* [Exercise prompt] Check each line of the material, and show the ones that include the word "Some".

*****

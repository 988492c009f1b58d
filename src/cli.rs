//! Command-line interface argument parsing.
//!
//! Global flags select the configuration, the store snapshot and the
//! analyzer backend; subcommands map onto the report and sharing API.

use clap::{Args as ClapArgs, Parser, Subcommand};
use std::path::PathBuf;

/// NewsLens - sentiment reports for news text
///
/// Split news text into blocks, label each block with sentiment, intents
/// and keywords using a local Ollama model, and share the resulting
/// reports with other users.
///
/// Examples:
///   newslens user add alice
///   newslens analyze --user alice --name "Morning wire" articles.txt
///   newslens share --user alice 1 bob carol
///   newslens show --user bob 1 --format json
///   newslens --init-config
#[derive(Parser, Debug, Clone)]
#[command(author, version, about, long_about = None)]
#[command(propagate_version = true)]
pub struct Args {
    /// Path to configuration file
    ///
    /// If not specified, looks for .newslens.toml in the current directory
    #[arg(short, long, value_name = "FILE", global = true)]
    pub config: Option<PathBuf>,

    /// Store snapshot file (overrides [general] store)
    #[arg(long, value_name = "FILE", global = true, env = "NEWSLENS_STORE")]
    pub store: Option<PathBuf>,

    /// Ollama model used for analysis
    #[arg(short, long, global = true, env = "NEWSLENS_MODEL")]
    pub model: Option<String>,

    /// Ollama API endpoint URL
    #[arg(long, global = true, env = "OLLAMA_URL")]
    pub ollama_url: Option<String>,

    /// Per-block analyzer timeout in seconds
    #[arg(long, value_name = "SECS", global = true)]
    pub timeout: Option<u64>,

    /// Maximum concurrent analyzer calls
    #[arg(long, value_name = "NUM", global = true)]
    pub concurrency: Option<usize>,

    /// Enable verbose logging output
    #[arg(short, long, global = true)]
    pub verbose: bool,

    /// Run in quiet mode (errors only)
    #[arg(short, long, global = true)]
    pub quiet: bool,

    /// Generate a default .newslens.toml configuration file
    #[arg(long)]
    pub init_config: bool,

    #[command(subcommand)]
    pub command: Option<Command>,
}

#[derive(Subcommand, Debug, Clone, PartialEq)]
pub enum Command {
    /// Manage registered users
    User {
        #[command(subcommand)]
        action: UserCommand,
    },

    /// Analyze text and store it as a new report
    Analyze {
        #[command(flatten)]
        actor: Actor,

        /// Text file to analyze; reads stdin when omitted or "-"
        #[arg(value_name = "FILE")]
        input: Option<PathBuf>,

        /// Report name
        #[arg(long)]
        name: Option<String>,

        #[command(flatten)]
        output: OutputArgs,
    },

    /// Render a report you own or that is shared with you
    Show {
        #[command(flatten)]
        actor: Actor,

        report: u64,

        #[command(flatten)]
        output: OutputArgs,
    },

    /// List your reports and the reports shared with you
    List {
        #[command(flatten)]
        actor: Actor,
    },

    /// Share a report with one or more users
    Share {
        #[command(flatten)]
        actor: Actor,

        report: u64,

        /// Recipient handles
        #[arg(required = true)]
        recipients: Vec<String>,
    },

    /// Stop sharing a report with a user
    Unshare {
        #[command(flatten)]
        actor: Actor,

        report: u64,

        recipient: String,
    },

    /// Replace the full recipient list of a report
    ///
    /// Handles not listed lose access; an empty list unshares everyone.
    SetShares {
        #[command(flatten)]
        actor: Actor,

        report: u64,

        recipients: Vec<String>,
    },

    /// Delete a report you own
    Delete {
        #[command(flatten)]
        actor: Actor,

        report: u64,
    },
}

#[derive(Subcommand, Debug, Clone, PartialEq)]
pub enum UserCommand {
    /// Register a new user
    Add { handle: String },
    /// List registered users
    List,
    /// Remove a user with their reports and grants
    Remove { handle: String },
}

/// The user a command acts as.
#[derive(ClapArgs, Debug, Clone, PartialEq)]
pub struct Actor {
    /// Handle of the acting user
    #[arg(short, long = "user", value_name = "HANDLE", env = "NEWSLENS_USER")]
    pub user: String,
}

/// Where and how a rendered report is written.
#[derive(ClapArgs, Debug, Clone, PartialEq)]
pub struct OutputArgs {
    /// Output format (markdown, json)
    #[arg(long, default_value = "markdown", value_name = "FORMAT")]
    pub format: OutputFormat,

    /// Write the rendered report to a file instead of stdout
    #[arg(short, long, value_name = "FILE")]
    pub output: Option<PathBuf>,
}

/// Output format for the report.
#[derive(Debug, Clone, Copy, PartialEq, Eq, Default, clap::ValueEnum)]
pub enum OutputFormat {
    /// Markdown format (default)
    #[default]
    Markdown,
    /// JSON format
    Json,
}

impl Args {
    /// Parse command-line arguments.
    pub fn parse_args() -> Self {
        Self::parse()
    }

    /// Validate the parsed arguments.
    pub fn validate(&self) -> Result<(), String> {
        if self.init_config {
            return Ok(());
        }

        if self.command.is_none() {
            return Err("A subcommand is required (see --help)".to_string());
        }

        if let Some(ref url) = self.ollama_url {
            if !url.starts_with("http://") && !url.starts_with("https://") {
                return Err("Ollama URL must start with 'http://' or 'https://'".to_string());
            }
        }

        if self.concurrency == Some(0) {
            return Err("Concurrency must be at least 1".to_string());
        }

        if self.timeout == Some(0) {
            return Err("Timeout must be at least 1 second".to_string());
        }

        if self.verbose && self.quiet {
            return Err("Cannot use both --verbose and --quiet".to_string());
        }

        Ok(())
    }

    /// Returns the log level based on verbosity settings.
    pub fn log_level(&self) -> tracing::Level {
        if self.quiet {
            tracing::Level::ERROR
        } else if self.verbose {
            tracing::Level::DEBUG
        } else {
            tracing::Level::INFO
        }
    }
}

*****

* [Response to the task]
        if let Some(ref url) = self.ollama_url {
        if self.concurrency == Some(0) {
        if self.timeout == Some(0) {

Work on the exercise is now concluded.